Assembly analysis

In the presentation we will cover:

  • Overview of MGnify annotation pipeline

  • Taxonomic assignment

  • Functional characterisation

  • Pathways/systems

  • Using the contig viewer

MGnify hands-on exercises

For this session we will look at some of the data and analyses that are available from MGnify. We will navigate the resource, try out different ways to search for interesting samples/studies, and then investigate the analysis results that are available for assemblies.

Browsing MGnify

From the MGnify front page (https://www.ebi.ac.uk/metagenomics/) you can see various options to browse the data. There are quick links to the various data-types (e.g. amplicon, assembly, metagenomes, etc) we support, as well as a subset of the biomes that the data covers.

action Click on the “wastewater” biome icon.

question How many studies does MGnify hold that relate to wastewater?

question How many samples does that relate to?

action From the sample page, filter the rows with accession ERS1215575, and take a look at the metadata available.

question Do you know the exact location of where the sample was taken?

question What are the lat/long co-ordinates?

question Follow the link to the BioSamples record, can you find any more information about the location of the sample?

action From the tabs in the header bar, select Text search, and then select Samples below the search box. There are a number of metadata fields available to allow you to filter for a sample of interest to you. Not all are relevant to all samples. Within the hierarchy of biomes, navigate to environmental>aquatic>lentic. You should see 92 samples. Now select the depth filter.

question How many lentic samples have depth data associated with them?

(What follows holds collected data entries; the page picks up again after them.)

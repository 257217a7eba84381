//! Durable key-value storage behind the chat store.

use std::collections::HashMap;
use std::path::{Path, PathBuf};
use std::sync::Mutex;

use uuid::Uuid;

/// Errors raised by a storage backend.
#[derive(Debug, thiserror::Error)]
pub enum StorageError {
    #[error("storage I/O error at {path}: {source}")]
    Io {
        path: PathBuf,
        #[source]
        source: std::io::Error,
    },
    #[error("failed to encode record {key}: {source}")]
    Serialize {
        key: String,
        #[source]
        source: serde_json::Error,
    },
    #[error("invalid storage key: {0}")]
    InvalidKey(String),
}

/// A string key-value store, shaped like the browser's local storage.
pub trait Storage: Send + Sync {
    /// Read the record stored under `key`, if any.
    fn get(&self, key: &str) -> Result<Option<String>, StorageError>;
    /// Replace the record stored under `key`.
    fn set(&self, key: &str, value: &str) -> Result<(), StorageError>;
    /// Remove the record stored under `key`. Absent keys are fine.
    fn remove(&self, key: &str) -> Result<(), StorageError>;
}

/// One JSON file per key inside a data directory.
#[derive(Debug)]
pub struct FileStorage {
    dir: PathBuf,
}

impl FileStorage {
    /// Open storage rooted at `dir`, creating the directory if needed.
    pub fn open(dir: impl Into<PathBuf>) -> Result<Self, StorageError> {
        let dir = dir.into();
        std::fs::create_dir_all(&dir).map_err(|source| StorageError::Io {
            path: dir.clone(),
            source,
        })?;
        Ok(Self { dir })
    }

    pub fn dir(&self) -> &Path {
        &self.dir
    }

    fn path_for(&self, key: &str) -> Result<PathBuf, StorageError> {
        let valid = !key.is_empty()
            && key
                .chars()
                .all(|c| c.is_ascii_alphanumeric() || c == '-' || c == '_');
        if !valid {
            return Err(StorageError::InvalidKey(key.to_string()));
        }
        Ok(self.dir.join(format!("{key}.json")))
    }
}

impl Storage for FileStorage {
    fn get(&self, key: &str) -> Result<Option<String>, StorageError> {
        let path = self.path_for(key)?;
        match std::fs::read_to_string(&path) {
            Ok(content) => Ok(Some(content)),
            Err(e) if e.kind() == std::io::ErrorKind::NotFound => Ok(None),
            Err(source) => Err(StorageError::Io { path, source }),
        }
    }

    fn set(&self, key: &str, value: &str) -> Result<(), StorageError> {
        let path = self.path_for(key)?;
        // Unique per write, so two processes sharing the directory never
        // rename each other's half-written file.
        let tmp = self.dir.join(format!("{key}.json.{}.tmp", Uuid::now_v7()));
        std::fs::write(&tmp, value).map_err(|source| StorageError::Io {
            path: tmp.clone(),
            source,
        })?;
        std::fs::rename(&tmp, &path).map_err(|source| StorageError::Io { path, source })
    }

    fn remove(&self, key: &str) -> Result<(), StorageError> {
        let path = self.path_for(key)?;
        match std::fs::remove_file(&path) {
            Ok(()) => Ok(()),
            Err(e) if e.kind() == std::io::ErrorKind::NotFound => Ok(()),
            Err(source) => Err(StorageError::Io { path, source }),
        }
    }
}

/// In-process storage that forgets everything on exit.
#[derive(Debug, Default)]
pub struct MemoryStorage {
    records: Mutex<HashMap<String, String>>,
}

impl MemoryStorage {
    pub fn new() -> Self {
        Self::default()
    }

    fn records(&self) -> std::sync::MutexGuard<'_, HashMap<String, String>> {
        // Every critical section is a single map operation, so a poisoned map is still consistent.
        self.records
            .lock()
            .unwrap_or_else(std::sync::PoisonError::into_inner)
    }
}

impl Storage for MemoryStorage {
    fn get(&self, key: &str) -> Result<Option<String>, StorageError> {
        Ok(self.records().get(key).cloned())
    }

    fn set(&self, key: &str, value: &str) -> Result<(), StorageError> {
        self.records().insert(key.to_string(), value.to_string());
        Ok(())
    }

    fn remove(&self, key: &str) -> Result<(), StorageError> {
        self.records().remove(key);
        Ok(())
    }
}

#[cfg(test)]
mod tests {
    use super::*;
    use tempfile::tempdir;

    #[test]
    fn file_storage_set_get_remove() {
        let dir = tempdir().unwrap();
        let storage = FileStorage::open(dir.path().join("data")).unwrap();

        assert_eq!(storage.get("nelson-gpt-storage").unwrap(), None);

        storage.set("nelson-gpt-storage", r#"{"a":1}"#).unwrap();
        assert_eq!(
            storage.get("nelson-gpt-storage").unwrap().as_deref(),
            Some(r#"{"a":1}"#)
        );

        storage.remove("nelson-gpt-storage").unwrap();
        assert_eq!(storage.get("nelson-gpt-storage").unwrap(), None);
        // Removing twice is not an error.
        storage.remove("nelson-gpt-storage").unwrap();
    }

    #[test]
    fn concurrent_writers_leave_one_complete_record() {
        let dir = tempdir().unwrap();
        let storage = std::sync::Arc::new(FileStorage::open(dir.path()).unwrap());

        let writers: Vec<_> = (0..8)
            .map(|i| {
                let storage = storage.clone();
                std::thread::spawn(move || {
                    let value = format!("{{\"writer\":{i},\"pad\":\"{}\"}}", "x".repeat(4096));
                    for _ in 0..20 {
                        storage.set("nelson-gpt-storage", &value).unwrap();
                    }
                })
            })
            .collect();
        for writer in writers {
            writer.join().unwrap();
        }

        let stored = storage.get("nelson-gpt-storage").unwrap().unwrap();
        let parsed: serde_json::Value = serde_json::from_str(&stored).unwrap();
        assert!(parsed["writer"].as_u64().unwrap() < 8);

        let leftovers: Vec<_> = std::fs::read_dir(dir.path())
            .unwrap()
            .flatten()
            .filter(|e| e.file_name().to_string_lossy().ends_with(".tmp"))
            .collect();
        assert!(leftovers.is_empty());
    }

    #[test]
    fn file_storage_rejects_path_like_keys() {
        let dir = tempdir().unwrap();
        let storage = FileStorage::open(dir.path()).unwrap();
        assert!(matches!(
            storage.set("../escape", "x"),
            Err(StorageError::InvalidKey(_))
        ));
    }

    #[test]
    fn memory_storage_round_trip() {
        let storage = MemoryStorage::new();
        storage.set("k", "v").unwrap();
        assert_eq!(storage.get("k").unwrap().as_deref(), Some("v"));
        storage.remove("k").unwrap();
        assert_eq!(storage.get("k").unwrap(), None);
    }
}
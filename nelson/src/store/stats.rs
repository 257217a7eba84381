//! Usage summary over the chat history.

use serde::Serialize;

use crate::models::{Chat, ChatMode};

#[derive(Debug, Clone, Copy, Default, PartialEq, Eq, Serialize)]
#[serde(rename_all = "camelCase")]
pub struct UsageStats {
    pub total_chats: usize,
    pub total_messages: usize,
    pub academic_chats: usize,
    pub clinical_chats: usize,
    /// Rounded share of academic chats, 0 when there are none.
    pub academic_percent: u8,
}

impl UsageStats {
    pub fn from_chats(chats: &[Chat]) -> Self {
        let total_chats = chats.len();
        let total_messages = chats.iter().map(|c| c.messages.len()).sum();
        let academic_chats = chats
            .iter()
            .filter(|c| c.mode == ChatMode::Academic)
            .count();
        let clinical_chats = total_chats - academic_chats;

        let academic_percent = if total_chats == 0 {
            0
        } else {
            // Round half up; the result is at most 100.
            u8::try_from((academic_chats * 200 + total_chats) / (total_chats * 2)).unwrap_or(100)
        };

        Self {
            total_chats,
            total_messages,
            academic_chats,
            clinical_chats,
            academic_percent,
        }
    }
}

#[cfg(test)]
mod tests {
    use super::*;
    use crate::models::Message;

    #[test]
    fn empty_history() {
        assert_eq!(UsageStats::from_chats(&[]), UsageStats::default());
    }

    #[test]
    fn counts_modes_and_messages() {
        let mut academic = Chat::new(ChatMode::Academic);
        academic.messages.push(Message::user("a"));
        academic.messages.push(Message::assistant("b"));
        let clinical = Chat::new(ChatMode::Clinical);
        let another = Chat::new(ChatMode::Clinical);

        let stats = UsageStats::from_chats(&[academic, clinical, another]);
        assert_eq!(stats.total_chats, 3);
        assert_eq!(stats.total_messages, 2);
        assert_eq!(stats.academic_chats, 1);
        assert_eq!(stats.clinical_chats, 2);
        assert_eq!(stats.academic_percent, 33);
    }

    #[test]
    fn rounds_half_up() {
        let chats = vec![
            Chat::new(ChatMode::Academic),
            Chat::new(ChatMode::Clinical),
            Chat::new(ChatMode::Clinical),
            Chat::new(ChatMode::Clinical),
            Chat::new(ChatMode::Clinical),
            Chat::new(ChatMode::Clinical),
            Chat::new(ChatMode::Clinical),
            Chat::new(ChatMode::Clinical),
        ];
        // 1/8 = 12.5%
        assert_eq!(UsageStats::from_chats(&chats).academic_percent, 13);
    }
}
//! Offline cache layer for the app shell and previously seen resources.

mod controller;
mod network;
mod response;
mod storage;

pub use controller::{
    CacheController, ControlMessage, FetchOutcome, WorkerConfig, WorkerState, CACHE_VERSION,
};
pub use network::{FetchError, HttpNetwork, Network};
pub use response::{CachedResponse, FetchRequest};
pub use storage::{CacheStorage, DEFAULT_MAX_ENTRY_BYTES};

pub(crate) use network::is_hop_by_hop;
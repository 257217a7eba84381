//! Online/offline signal.
//!
//! The platform owns this flag; the rest of the crate only reads it or
//! reports what it observed.

use std::sync::Arc;

use async_trait::async_trait;
use tokio::sync::watch;
use tracing::info;

use crate::cache::{CachedResponse, FetchError, FetchRequest, Network};

#[derive(Debug, Clone)]
pub struct Connectivity {
    tx: Arc<watch::Sender<bool>>,
}

impl Default for Connectivity {
    fn default() -> Self {
        Self::new(true)
    }
}

impl Connectivity {
    pub fn new(online: bool) -> Self {
        Self {
            tx: Arc::new(watch::Sender::new(online)),
        }
    }

    pub fn is_online(&self) -> bool {
        *self.tx.borrow()
    }

    /// Record the current state; only changes are logged.
    pub fn set_online(&self, online: bool) {
        let changed = self.tx.send_if_modified(|current| {
            let changed = *current != online;
            *current = online;
            changed
        });
        if changed {
            info!(online, "Connectivity changed");
        }
    }

    pub fn subscribe(&self) -> watch::Receiver<bool> {
        self.tx.subscribe()
    }
}

/// Network wrapper that reports each fetch's fate to a [`Connectivity`].
pub struct ObservedNetwork {
    inner: Arc<dyn Network>,
    connectivity: Connectivity,
}

impl ObservedNetwork {
    pub fn new(inner: Arc<dyn Network>, connectivity: Connectivity) -> Self {
        Self {
            inner,
            connectivity,
        }
    }
}

#[async_trait]
impl Network for ObservedNetwork {
    async fn fetch(&self, request: &FetchRequest) -> Result<CachedResponse, FetchError> {
        let result = self.inner.fetch(request).await;
        match &result {
            Ok(_) => self.connectivity.set_online(true),
            Err(FetchError::Unavailable(_)) => self.connectivity.set_online(false),
            // The origin answered; the exchange just went wrong.
            Err(FetchError::Request { .. }) => {}
        }
        result
    }
}

#[cfg(test)]
mod tests {
    use super::*;

    struct DeadNetwork;

    #[async_trait]
    impl Network for DeadNetwork {
        async fn fetch(&self, request: &FetchRequest) -> Result<CachedResponse, FetchError> {
            Err(FetchError::Unavailable(request.url.clone()))
        }
    }

    #[tokio::test]
    async fn failed_fetch_marks_offline() {
        let connectivity = Connectivity::default();
        let network = ObservedNetwork::new(Arc::new(DeadNetwork), connectivity.clone());

        let result = network.fetch(&FetchRequest::get("http://nelson.test/")).await;

        assert!(result.is_err());
        assert!(!connectivity.is_online());
    }

    #[tokio::test]
    async fn notifies_only_on_change() {
        let connectivity = Connectivity::default();
        let mut rx = connectivity.subscribe();
        assert!(connectivity.is_online());

        connectivity.set_online(true);
        assert!(!rx.has_changed().unwrap());

        connectivity.set_online(false);
        assert!(rx.has_changed().unwrap());
        assert!(!*rx.borrow_and_update());
        assert!(!connectivity.is_online());
    }
}
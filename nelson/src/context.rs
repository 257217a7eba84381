//! Process-wide application context.
//!
//! One instance is built at startup and shared (behind an `Arc`) with every
//! command and HTTP handler.

use std::sync::Arc;

use anyhow::{Context, Result};
use tokio::sync::RwLock;
use tracing::info;

use crate::assistant::{ResponseProvider, SimulatedAssistant};
use crate::cache::{CacheController, CacheStorage, HttpNetwork, Network, WorkerConfig};
use crate::config::Config;
use crate::connectivity::{Connectivity, ObservedNetwork};
use crate::install::InstallPrompt;
use crate::store::{ChatStore, FileStorage, MemoryStorage, Storage};

pub struct AppContext {
    /// Chat state. Never held across an await.
    pub store: RwLock<ChatStore>,
    pub install: InstallPrompt,
    pub assistant: Arc<dyn ResponseProvider>,
    pub cache: CacheController,
    /// Used directly for requests the cache passes through.
    pub network: Arc<dyn Network>,
    pub connectivity: Connectivity,
}

impl AppContext {
    /// Assemble a context from explicit parts.
    pub fn new(
        config: &Config,
        storage: Arc<dyn Storage>,
        network: Arc<dyn Network>,
        assistant: Arc<dyn ResponseProvider>,
    ) -> Self {
        let store = ChatStore::load(storage.clone());
        let connectivity = Connectivity::default();
        let network: Arc<dyn Network> =
            Arc::new(ObservedNetwork::new(network, connectivity.clone()));

        let mut worker = WorkerConfig::new(config.origin.clone());
        worker.version.clone_from(&config.cache_version);
        worker.skip_waiting = config.skip_waiting;
        let caches = Arc::new(if config.ephemeral {
            CacheStorage::new(config.max_cache_entry_bytes)
        } else {
            CacheStorage::persistent(config.cache_dir(), config.max_cache_entry_bytes)
        });
        let cache = CacheController::new(worker, caches, network.clone());

        Self {
            store: RwLock::new(store),
            install: InstallPrompt::new(storage),
            assistant,
            cache,
            network,
            connectivity,
        }
    }

    /// Build the production context: file storage (unless ephemeral), HTTP
    /// network and the simulated assistant.
    pub fn from_config(config: &Config) -> Result<Arc<Self>> {
        let storage: Arc<dyn Storage> = if config.ephemeral {
            Arc::new(MemoryStorage::new())
        } else {
            let storage = FileStorage::open(&config.data_dir).with_context(|| {
                format!("Failed to open data directory {}", config.data_dir.display())
            })?;
            info!(dir = %storage.dir().display(), "Using file storage");
            Arc::new(storage)
        };

        Ok(Arc::new(Self::new(
            config,
            storage,
            Arc::new(HttpNetwork::new()),
            Arc::new(SimulatedAssistant::new(config.assistant_delay)),
        )))
    }

    /// Wipe chats, preferences and install-prompt memory.
    pub async fn clear_all(&self) {
        self.store.write().await.clear_all();
        self.install.reset();
    }
}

question Using the sliders, can you identify a sample of a lentic water system from a depth between 47-49m?

MGnify assembly analysis

Now we will look at some assembly data that has been analysed by MGnify.

action Search for MGYS00003598, and go to this study page. This is a large study where MGnify have assembled the raw reads from an existing public study. The list of assemblies is shown at the bottom of the study page.

question How many analyses are included in this study?

action Click on the 2nd analysis link in the list MGYA00510849. You could alternatively search for this accession using the text search options. Have a look at the information within the Quality control tab.

question How many contigs are included in this analysis?

question What length is the longest contig in this dataset?

action Click on the Taxonomic analysis tab and examine the phylum composition in the graphs and the krona plot.

question What proportion of the total LSU rRNA predictions are eukaryotic?

action Try switching between the other available graph views.

question Which phylum contains the highest proportion of LSU rRNA predictions?

action Click on the Functional analysis tab. The top part of this page shows a sequence feature summary, showing the number of contigs with predicted coding sequences (pCDS), the number of pCDS with InterPro matches, etc.

question How many predicted coding sequences (pCDS) are in the assembly?

question How many pCDS have InterProScan hits?

action Scroll down the page to the InterPro match summary section.

question How many different InterPro entries are matched by the pCDS?

question Why is this number different to the number of pCDS that have InterProScan hits?

action Click on the GO Terms sub-tab. This shows a summary of the most common GO terms annotated to the pCDS as both bar charts, and pie charts.

question What are the top 3 biological process terms predicted for the pCDS from this assembly?

action Have a look at the information in the Pfam and KO (KEGG orthologue) sub-tabs.

action Click on the Pathways/Systems tab. Have a look at the data reported in the 3 sub-tabs: KEGG Module, Genome Properties, and antiSMASH.

question How many KEGG modules are reported for this assembly?

question How many of these are 100% complete (i.e. all of the constituent KOs are found)?

question How many Genome Properties of the category DNA handling, are found within this assembly?

question What is the most common class of biosynthetic gene cluster found in this assembly?

question How many non-ribosomal peptide synthetase gene clusters are identified by antiSMASH in this assembly?

action Click on the Contig Viewer tab. Load the data for the 4th contig in the list by clicking on the contig name (ERZ501066.4-NODE-4-length-276957-cov-33.799655). This contig will now be loaded into the viewer.

question How long is this contig?

question The longest pCDS in the contig appears to start at 202339. What protein is coded for?

question Looking at the antiSMASH annotations, where within the contig do any transport-related genes fall?

action Zoom into that region to see the predicted regions in more detail. Have a look at the information about the various transport-related genes.

question What region of the contig is predicted to code for a major facilitator transporter?

info There are lots of different visualisation options available within the contig viewer. Take some time now to investigate the various options, and play about with it by looking at a few different contigs and the anotations they contain.